As promised, Blizzard is fanning the hammer at Overwatch cheaters. In China alone, 1572 players have been named, shamed and shown the door. Western cheaters are faring no better. Judging by aggrieved posts on the forums of popular hack providers, Overwatch is proving difficult to fool.


One reason I don't play online any more. Too many cheaters
 
Well I heard that the Chinese, in particular, who are not in it for the money cheat because they believe it is within their rights to do so and justify it with the belief that everyone else must cheat.

Good to see Blizzard doing this. Nothing can kill an online community faster than rampant cheating (ohai, The Division).
 
One reason I don't play online any more. Too many cheaters

Sadly same for me. About 6 months ago I finally bought GTA:V with the intent of playing solo. I decided to launch a multi player game to see what it was about. Instantly was met by people cheating, gave up and haven't looked back.

I know cheating is nothing new to PC gaming but it seems exponentially worse now with the tools and availability a few clicks away.
 
What i really don't understand is how cheating in online games is so common. Shouldn't it be possible to just limit all data in from the clients to only things that player characters do within the rules of the game.
 
I wasn't interested in this game due to the play style since I prefer Battlefield. However, Blizzard has earned my respect with this and I will be considering this game now.
 
What i really don't understand is how cheating in online games is so common. Shouldn't it be possible to just limit all data in from the clients to only things that player characters do within the rules of the game.

Most do. Things like aimbots work entirely within the "rules". It just gives a massively unfair edge since a computer can react much faster and position your crosshairs on the exact spot to get a headshot, every time.
 
I'd guess most developers would love to do this, the issue is the publisher's legal department. It's nice to see a game do it right from the start. If you squash the cheating before it becomes commonplace, I think you'll cause a lot of people to just go "eh, this one isn't doable" and they'll move on.

For example, from what I understand of Ubisoft, since certain countries passed laws making it difficult to legally ban players, they apply that rule across the board. Hence why their games are so lenient on cheaters. What came out from Massive during The Division issues is that they were issuing 2-day character bans because Ubisoft legal wouldn't allow them to manually ban longer, nor could they ban the key. It took over a month for legal to approve the new system.

The same thing happened with DICE/EA on Battlefield 3. The first few months, things were lenient on cheaters. The slow moving bureaucracy of the publisher's hurt the community and creates a cat/mouse game with the cheaters.

Rockstar had a novel approach to the legal issues, they opted for shadowbanning. Putting cheaters into cheater instances. It solved the "we paid for it, you can't take it away" argument.

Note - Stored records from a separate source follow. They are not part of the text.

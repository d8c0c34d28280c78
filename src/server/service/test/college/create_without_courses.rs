use super::*;

#[tokio::test]
async fn creates_trimmed_college() -> Result<(), AppError> {
    let test = TestBuilder::new()
        .with_college_tables()
        .build()
        .await
        .unwrap();
    let db = test.db.as_ref().unwrap();

    let college = CollegeService::new(db)
        .create_without_courses(CreateCollegeParam {
            name: " MIT ".to_string(),
            location: " Cambridge".to_string(),
        })
        .await?;

    assert_eq!(college.name, "MIT");
    assert_eq!(college.location, "Cambridge");

    Ok(())
}

/// Tests creating "MIT" and then "mit".
///
/// Verifies the name comparison ignores case and the second request never produces a
/// second college row.
///
/// Expected: Err(AppError::Conflict) with one college stored
#[tokio::test]
async fn rejects_case_insensitive_duplicate() -> Result<(), AppError> {
    let test = TestBuilder::new()
        .with_college_tables()
        .build()
        .await
        .unwrap();
    let db = test.db.as_ref().unwrap();

    let service = CollegeService::new(db);
    service
        .create_without_courses(CreateCollegeParam {
            name: "MIT".to_string(),
            location: "Cambridge".to_string(),
        })
        .await?;

    let result = service
        .create_without_courses(CreateCollegeParam {
            name: "mit".to_string(),
            location: "Boston".to_string(),
        })
        .await;

    assert!(matches!(
        result,
        Err(AppError::Conflict(ref msg)) if msg == "College with this name already exists"
    ));
    assert_eq!(service.get_all().await?.len(), 1);

    Ok(())
}

/// Tests eight concurrent requests for the same new college over separate connections.
///
/// Requests that pass the name lookup together race on the insert, where the unique
/// `name_key` constraint decides the winner.
///
/// Expected: exactly one Ok, every other request Err(AppError::Conflict), one college stored
#[tokio::test(flavor = "multi_thread", worker_threads = 4)]
async fn concurrent_duplicates_conflict() -> Result<(), AppError> {
    let test = TestBuilder::new()
        .with_college_tables()
        .with_file_database("concurrent_create_without_courses")
        .build()
        .await
        .unwrap();
    let db = test.db.as_ref().unwrap();

    let handles: Vec<_> = (0..8)
        .map(|i| {
            let db = db.clone();
            tokio::spawn(async move {
                CollegeService::new(&db)
                    .create_without_courses(CreateCollegeParam {
                        name: if i % 2 == 0 { "Harvard" } else { "harvard" }.to_string(),
                        location: "Cambridge".to_string(),
                    })
                    .await
            })
        })
        .collect();

    let mut created = 0;
    let mut conflicts = 0;
    for handle in handles {
        match handle.await.unwrap() {
            Ok(_) => created += 1,
            Err(AppError::Conflict(msg)) => {
                assert_eq!(msg, "College with this name already exists");
                conflicts += 1;
            }
            Err(err) => panic!("unexpected error: {}", err),
        }
    }

    assert_eq!(created, 1);
    assert_eq!(conflicts, 7);
    assert_eq!(CollegeService::new(db).get_all().await?.len(), 1);

    Ok(())
}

If there are shady countries that protect players from being banned although they are ruining others game experience then all major publishers should form a consensus not to sell any games to those countries. In fact I'm still astonished that our broken legal system doesn't allow publishers to sue cheat developers for damages. These guys cause a definite loss in sales and interest in their games when there is rampant cheating going on because of those hacks and it hurts these companies financially in the long run so there should be exceptions made to the laws to be able to prosecute the developers of these hacks for millions of dollars + jail time. If the MPAA/RIAA can get the feds behind them and even other countries to do their dirty work, I don't see why the game industry can't do the same. All it takes is a bit of lobbying and greasing the palms of sleezy politicians.
 
because we should sue gun makes and knife makes when somebody use one of there tools in a wrong way ?

I do however agree that they should stop selling to countries if they can ban a cheater there.
 
I'd guess most developers would love to do this, the issue is the publisher's legal department. It's nice to see a game do it right from the start. If you squash the cheating before it becomes commonplace, I think you'll cause a lot of people to just go "eh, this one isn't doable" and they'll move on.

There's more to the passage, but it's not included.